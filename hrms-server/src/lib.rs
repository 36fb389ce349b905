//! HRMS Server - 人力资源管理系统后端
//!
//! 人事档案 (PII 信封加密)、工时与请假审批、客户/项目/资源分配、
//! 员工证件管理，外加 JWT 认证和 SMTP 通知。
//!
//! ```text
//! hrms-server/src/
//! ├── core/          # 配置、状态、服务器、后台任务
//! ├── auth/          # JWT、密码、权限、认证中间件
//! ├── services/      # PII 加密、邮件、备份、会话清理、周表汇总
//! ├── api/           # 每个资源一组路由 + handler
//! ├── db/            # 连接池、迁移、仓储
//! └── utils/         # 日志、输入校验
//! ```

pub mod api;
pub mod auth;
pub mod core;
pub mod db;
pub mod services;
pub mod utils;

// 常用类型在 crate 根再导出一遍，测试和 main 不用按模块路径找
pub use auth::{CurrentUser, JwtService};
pub use core::{Config, Server, ServerState};
pub use services::{CryptoService, MailerService};
pub use utils::logger::{cleanup_old_logs, init_logger_with_file};
pub use utils::{AppError, AppResult, ErrorCategory, ErrorCode, ErrorResponse};

// 审批/人事数据变更走 audit target，和普通运行日志分流
#[macro_export]
macro_rules! audit_log {
    ($event:expr, $($key:ident = $value:expr),*) => {
        tracing::info!(
            target: "audit",
            event = $event,
            $($key = $value),*
        );
    };
}

// 认证失败、越权访问等安全事件走 security target
#[macro_export]
macro_rules! security_log {
    ($level:expr, $event:expr, $($key:ident = $value:expr),*) => {
        tracing::info!(
            target: "security",
            level = $level,
            event = $event,
            $($key = $value),*
        );
    };
}

/// 设置运行环境 (dotenv + 日志)
///
/// 必须在 [`Config::from_env()`] 之前调用，保证 .env 中的变量可见。
pub fn setup_environment() -> Result<(), Box<dyn std::error::Error>> {
    dotenv::dotenv().ok();

    let log_level = std::env::var("LOG_LEVEL").ok();
    let log_dir = std::env::var("LOG_DIR").ok();
    init_logger_with_file(log_level.as_deref(), log_dir.as_deref());

    Ok(())
}

pub fn print_banner() {
    println!(
        r#"
   __  ______  ___________
  / / / / __ \/  |/  / ___/
 / /_/ / /_/ / /|_/ /\__ \
/ __  / _, _/ /  / /___/ /
/_/ /_/_/ |_/_/  /_//____/
    "#
    );
}
//! Shared types for the HRMS backend
//!
//! Common types used across the workspace: the coded error system,
//! data models with their Create/Update payloads, and small utilities
//! shared by the server and its tests.

pub mod error;
pub mod models;
pub mod util;

// Re-exports
pub use http;
pub use serde::{Deserialize, Serialize};

pub use error::{AppError, AppResult, ErrorCategory, ErrorCode, ErrorResponse};
pub use models::ApprovalStatus;
//! Grouping of error codes by their thousands digit

use serde::{Deserialize, Serialize};

use super::codes::ErrorCode;

/// Domain an error code belongs to, derived from its numeric range
#[derive(Debug, Clone, Copy, PartialEq, Eq, Hash, Serialize, Deserialize)]
#[serde(rename_all = "snake_case")]
pub enum ErrorCategory {
    General,
    Auth,
    Permission,
    Employee,
    Timesheet,
    Leave,
    /// Customers, projects and resource allocations
    Resource,
    Document,
    Notification,
    System,
}

impl ErrorCategory {
    pub fn from_code(code: u16) -> Self {
        match code / 1000 {
            0 => Self::General,
            1 => Self::Auth,
            2 => Self::Permission,
            3 => Self::Employee,
            4 => Self::Timesheet,
            5 => Self::Leave,
            6 => Self::Resource,
            7 => Self::Document,
            8 => Self::Notification,
            _ => Self::System,
        }
    }

    pub fn name(&self) -> &'static str {
        match self {
            Self::General => "general",
            Self::Auth => "auth",
            Self::Permission => "permission",
            Self::Employee => "employee",
            Self::Timesheet => "timesheet",
            Self::Leave => "leave",
            Self::Resource => "resource",
            Self::Document => "document",
            Self::Notification => "notification",
            Self::System => "system",
        }
    }
}

impl ErrorCode {
    pub fn category(&self) -> ErrorCategory {
        ErrorCategory::from_code(self.code())
    }
}

#[cfg(test)]
mod tests {
    use super::*;

    #[test]
    fn test_every_range_maps_to_its_category() {
        let ranges = [
            (0u16, 999, ErrorCategory::General),
            (1000, 1999, ErrorCategory::Auth),
            (2000, 2999, ErrorCategory::Permission),
            (3000, 3999, ErrorCategory::Employee),
            (4000, 4999, ErrorCategory::Timesheet),
            (5000, 5999, ErrorCategory::Leave),
            (6000, 6999, ErrorCategory::Resource),
            (7000, 7999, ErrorCategory::Document),
            (8000, 8999, ErrorCategory::Notification),
            (9000, u16::MAX, ErrorCategory::System),
        ];
        for (lo, hi, expected) in ranges {
            assert_eq!(ErrorCategory::from_code(lo), expected, "low end of {expected:?}");
            assert_eq!(ErrorCategory::from_code(hi), expected, "high end of {expected:?}");
        }
    }

    #[test]
    fn test_codes_carry_their_category() {
        let cases = [
            (ErrorCode::Success, ErrorCategory::General),
            (ErrorCode::NotAuthenticated, ErrorCategory::Auth),
            (ErrorCode::PermissionDenied, ErrorCategory::Permission),
            (ErrorCode::EmployeeNotFound, ErrorCategory::Employee),
            (ErrorCode::TimesheetDuplicate, ErrorCategory::Timesheet),
            (ErrorCode::LeaveRequestNotFound, ErrorCategory::Leave),
            (ErrorCode::AllocationDuplicate, ErrorCategory::Resource),
            (ErrorCode::DocumentNotFound, ErrorCategory::Document),
            (ErrorCode::MailSendFailed, ErrorCategory::Notification),
            (ErrorCode::InternalError, ErrorCategory::System),
        ];
        for (code, expected) in cases {
            assert_eq!(code.category(), expected, "{code:?}");
        }
    }

    #[test]
    fn test_name_and_serde_agree() {
        for category in [
            ErrorCategory::General,
            ErrorCategory::Auth,
            ErrorCategory::Timesheet,
            ErrorCategory::System,
        ] {
            let json = serde_json::to_string(&category).expect("serialize");
            assert_eq!(json, format!("\"{}\"", category.name()));
            let back: ErrorCategory = serde_json::from_str(&json).expect("deserialize");
            assert_eq!(back, category);
        }
    }
}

.....

:: Brief ::
Return only the number of lines in the listing that contain the string "Permission".

:: Written answer ::
5